In the data below, find the line containing "pub use engine::Engine;", then set down that line and every later line up to and including the line containing "pub struct Recommendation", exactly.

----- Records supplied

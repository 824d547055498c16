//! Recommendation engine.
//!
//! - `filter`: series / author / language / rating constraints
//! - `similar`: "books like this one" over the item index
//! - `query`: free-text semantic search over the query index
//! - `engine`: startup wiring and the two public call contracts

mod engine;
mod errors;
pub mod filter;
mod query;
mod similar;

use serde::Serialize;

use crate::catalog::BookRecord;

pub use engine::Engine;
pub use errors::{EngineError, RecommendError};
pub use filter::CandidateFilter;
pub use query::QueryRequest;
pub use similar::SimilarRequest;

/// Pool multiplier applied to `top_n` before filtering
pub const DEFAULT_POOL_FACTOR: usize = 5;
/// Minimum headroom over `top_n` before filtering
pub const DEFAULT_POOL_FLOOR: usize = 10;

/// Over-fetch sizing: candidate pools hold
/// `max(top_n × factor, top_n + floor)` rows so that enough survive the
/// filters and the random selection has room to vary.
#[derive(Debug, Clone, Copy, PartialEq, Eq)]
pub struct PoolSizing {
    pub factor: usize,
    pub floor: usize,
}

impl Default for PoolSizing {
    fn default() -> Self {
        Self {
            factor: DEFAULT_POOL_FACTOR,
            floor: DEFAULT_POOL_FLOOR,
        }
    }
}

impl PoolSizing {
    pub fn pool_size(&self, top_n: usize) -> usize {
        top_n
            .saturating_mul(self.factor)
            .max(top_n.saturating_add(self.floor))
    }
}

/// A catalog row with its similarity to the request (higher is closer).
#[derive(Debug, Clone, PartialEq, Serialize)]
pub struct Candidate {
    #[serde(flatten)]
    pub book: BookRecord,
    pub similarity: f32,
}

impl Candidate {
    pub fn new(book: BookRecord, similarity: f32) -> Self {
        Self { book, similarity }
    }
}

#[derive(Debug, Clone, Copy, PartialEq, Eq, Serialize)]
#[serde(rename_all = "snake_case")]
pub enum Outcome {
    Found,
    NotFound,
    EmptyQuery,
    Unavailable,
    NoMatches,
}

/// What the engine returns for every request: rows plus a status message.
#[derive(Debug, Clone, Serialize)]
pub struct Recommendation {
    pub outcome: Outcome,
    pub message: String,
    pub books: Vec<Candidate>,
}

impl Recommendation {
    pub fn found(books: Vec<Candidate>, message: String) -> Self {
        Self {
            outcome: Outcome::Found,
            message,
            books,
        }
    }
}

impl From<RecommendError> for Recommendation {
    fn from(err: RecommendError) -> Self {
        Self {
            outcome: err.outcome(),
            message: err.to_string(),
            books: vec![],
        }
    }
}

----------

» Solved exercise:
pub use engine::Engine;
pub use errors::{EngineError, RecommendError};
pub use filter::CandidateFilter;
pub use query::QueryRequest;
pub use similar::SimilarRequest;

/// Pool multiplier applied to `top_n` before filtering
pub const DEFAULT_POOL_FACTOR: usize = 5;
/// Minimum headroom over `top_n` before filtering
pub const DEFAULT_POOL_FLOOR: usize = 10;

/// Over-fetch sizing: candidate pools hold
/// `max(top_n × factor, top_n + floor)` rows so that enough survive the
/// filters and the random selection has room to vary.
#[derive(Debug, Clone, Copy, PartialEq, Eq)]
pub struct PoolSizing {
    pub factor: usize,
    pub floor: usize,
}

impl Default for PoolSizing {
    fn default() -> Self {
        Self {
            factor: DEFAULT_POOL_FACTOR,
            floor: DEFAULT_POOL_FLOOR,
        }
    }
}

impl PoolSizing {
    pub fn pool_size(&self, top_n: usize) -> usize {
        top_n
            .saturating_mul(self.factor)
            .max(top_n.saturating_add(self.floor))
    }
}

/// A catalog row with its similarity to the request (higher is closer).
#[derive(Debug, Clone, PartialEq, Serialize)]
pub struct Candidate {
    #[serde(flatten)]
    pub book: BookRecord,
    pub similarity: f32,
}

impl Candidate {
    pub fn new(book: BookRecord, similarity: f32) -> Self {
        Self { book, similarity }
    }
}

#[derive(Debug, Clone, Copy, PartialEq, Eq, Serialize)]
#[serde(rename_all = "snake_case")]
pub enum Outcome {
    Found,
    NotFound,
    EmptyQuery,
    Unavailable,
    NoMatches,
}

/// What the engine returns for every request: rows plus a status message.
#[derive(Debug, Clone, Serialize)]
pub struct Recommendation {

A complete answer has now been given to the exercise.